→ Brief
Determine how many lines of the entries include the word "struct", and report that number with no further text.

→ Source data
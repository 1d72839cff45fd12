use crate::random::RandomSource;

/// Mean number of records a source contributes to one spill, given the
/// source's total exposure and the nominal exposure of a single spill.
pub fn events_per_spill(event_count: usize, source_pot: f64, spill_pot: f64) -> f64 {
    event_count as f64 / (source_pot / spill_pot)
}

/// Per-spill record counts drawn by the planner.
#[derive(Debug, Clone, Copy, PartialEq, Eq)]
pub struct SpillPlan {
    pub beam: usize,
    pub rock: usize,
}

impl SpillPlan {
    /// A plan fits only if both sources can still supply their full draw.
    /// Partial spills are never assembled; a plan that does not fit ends
    /// the run and its counts are discarded.
    pub fn fits(&self, beam_remaining: usize, rock_remaining: usize) -> bool {
        self.beam <= beam_remaining && self.rock <= rock_remaining
    }

    pub fn total(&self) -> usize {
        self.beam + self.rock
    }
}

/// Draws per-spill record counts, one independent Poisson per source.
pub struct SpillPlanner {
    mean_beam: f64,
    mean_rock: f64,
}

impl SpillPlanner {
    pub fn new(mean_beam: f64, mean_rock: f64) -> Self {
        SpillPlanner { mean_beam, mean_rock }
    }

    pub fn mean_beam(&self) -> f64 {
        self.mean_beam
    }

    pub fn mean_rock(&self) -> f64 {
        self.mean_rock
    }

    pub fn draw<R: RandomSource>(&self, rng: &mut R) -> SpillPlan {
        SpillPlan {
            beam: rng.poisson(self.mean_beam),
            rock: rng.poisson(self.mean_rock),
        }
    }
}

#[cfg(test)]
mod tests {
    use super::*;
    use crate::random::SpillRng;

    #[test]
    fn test_events_per_spill_normalizes_by_exposure() {
        // 1000 events over 1e19 POT at 6.5e13 POT per spill.
        let mean = events_per_spill(1000, 1.0e19, 6.5e13);
        assert!((mean - 1000.0 / (1.0e19 / 6.5e13)).abs() < 1e-12);

        // A source covering exactly one spill's exposure yields all events.
        assert_eq!(events_per_spill(7, 6.5e13, 6.5e13), 7.0);
    }

    #[test]
    fn test_fits_requires_both_sources() {
        let plan = SpillPlan { beam: 3, rock: 2 };
        assert!(plan.fits(3, 2));
        assert!(plan.fits(10, 10));
        assert!(!plan.fits(2, 2));
        assert!(!plan.fits(3, 1));
        assert_eq!(plan.total(), 5);
    }

    #[test]
    fn test_zero_mean_source_draws_nothing() {
        let planner = SpillPlanner::new(0.0, 5.0);
        let mut rng = SpillRng::seeded(5);
        for _ in 0..100 {
            assert_eq!(planner.draw(&mut rng).beam, 0);
        }
    }

    #[test]
    fn test_draws_track_their_means() {
        let planner = SpillPlanner::new(5.0, 2.0);
        let mut rng = SpillRng::seeded(6);

        let draws = 10_000;
        let mut beam_total = 0;
        let mut rock_total = 0;
        for _ in 0..draws {
            let plan = planner.draw(&mut rng);
            beam_total += plan.beam;
            rock_total += plan.rock;
        }

        let beam_mean = beam_total as f64 / draws as f64;
        let rock_mean = rock_total as f64 / draws as f64;
        assert!((4.8..5.2).contains(&beam_mean), "beam mean {}", beam_mean);
        assert!((1.9..2.1).contains(&rock_mean), "rock mean {}", rock_mean);
    }
}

→ Result
2